Taking control, I explained to him, gave me the courage and, more importantly, the confidence to change many other aspects of my life.  When you’re depressed and your life seems out of control, the first and best place to regain it is by cleaning your personal house.  There is nothing more rewarding to all other facets of your life than changing your health and fitness.  It starts out physical but evolves to something deeper than that.  Once you conquer that, you feel like you can beat anything.

He truly seemed to embrace what I was saying.  I will continue to be the one pushing the message.  It helped me in so many ways that it is often difficult to list.

Control.  It starts with you as the hub and, when you begin to experience those small successes, it extends to all other aspects of your life.  Very soon, it becomes BIG successes.

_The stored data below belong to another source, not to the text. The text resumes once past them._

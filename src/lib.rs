//! Bassline and drum transcription for Rust.
//!
//! Groovescribe turns decoded mono audio into note events aligned to a
//! beat grid. A mix is split into harmonic and percussive parts; the
//! harmonic part yields a bassline of MIDI notes and the percussive part a
//! matrix of drum hits per frequency band and grid step.
//!
//! # Features
//!
//! - **Framing and spectra**: overlapping frames, windowed FFT magnitude
//!   and phase, STFT/ISTFT
//! - **Onsets**: complex-domain, HFC and flux novelty with adaptive
//!   peak picking
//! - **Rhythm**: beat tracking, bar segmentation, beat-subdivision grids
//! - **Pitch**: YIN and a harmonic-salience melody estimator
//! - **Transcription**: run-based bassline pipeline, onset-anchored
//!   bassline, multi-band drum matrix
//! - **Separation**: median-filtering harmonic/percussive split
//!
//! # Quick Start
//!
//! ```rust
//! use groovescribe::beat::BeatSource;
//! use groovescribe::transcribe::{BasslineConfig, BasslineTranscriber};
//! use groovescribe::Signal;
//!
//! let bass = Signal::harmonic_tone(110.0, &[1.0, 0.5, 0.25], 22050, 1.0).unwrap();
//! let config = BasslineConfig::new().with_beats(BeatSource::Fixed(vec![0.0, 0.5, 1.0]));
//! let analysis = BasslineTranscriber::new(config).unwrap().transcribe(&bass).unwrap();
//! assert_eq!(analysis.frame_times.len(), analysis.quantized_midi.len());
//! ```
//!
//! # Modules
//!
//! | Module | Description |
//! |--------|-------------|
//! | [`signal`] | Sample buffer with rate, synthetic generators |
//! | [`frame`] | Frame slicing and per-frame spectra |
//! | [`spectrum`] | STFT/ISTFT |
//! | [`onset`] | Novelty functions and onset picking |
//! | [`beat`] | Beat tracking, beat sequences, segmentation metadata |
//! | [`grid`] | Beat-subdivision grids and snapping |
//! | [`pitch`] | YIN and melody pitch estimators |
//! | [`transcribe`] | Bassline and drum transcribers |
//! | [`separation`] | Harmonic/percussive separation |
//! | [`filters`] | Band-pass biquads |
//! | [`convert`] | Hz/MIDI/note and time/frame conversions |
//!
//! # Error Handling
//!
//! All fallible operations return [`Result<T>`], which is an alias for
//! `std::result::Result<T, Error>`. Invalid configuration is reported when
//! a component is built; silent or empty audio gives empty results.
//!
//! # Feature Flags
//!
//! | Flag | Description |
//! |------|-------------|
//! | `parallel` | rayon-parallel STFT frames and drum bands |

#![forbid(unsafe_code)]

mod error;
pub use error::{Error, Result};

pub mod beat;
pub mod convert;
pub mod fft;
pub mod filters;
pub mod frame;
pub mod grid;
pub mod onset;
pub mod pitch;
pub mod separation;
pub mod signal;
pub mod spectrum;
pub mod transcribe;
pub mod utils;
pub mod window;

pub use signal::Signal;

The answer to a depressed state is knowing that you can do something to change your situation.  Doing it once and repeating it gives you the confidence.

As we go into the Memorial Day weekend, I need to say two things.  Happy Birthday to my son Nick, who turns 15 on Memorial Day and thanks to all the veterans out there, in particular the ones still serving, who have sacrificed their lives for our freedom and safety.

Maybe one last thing, lots of salad and fresh fruit and vegetables…with the barbequed meat cut up into bites and sprinkled on the salad.  Chew it a lot before you swallow and savor it.  Watch the nutrient shallow carbs like white bread and pasta.  And not too much booze!  Ha-ha.  It weakens the resolve and makes you crave more carbs…like dessert. 

All the best and Happy Memorial Day!

THE WORKOUT

Friday is my ‘break day!’  I love making the break day Friday.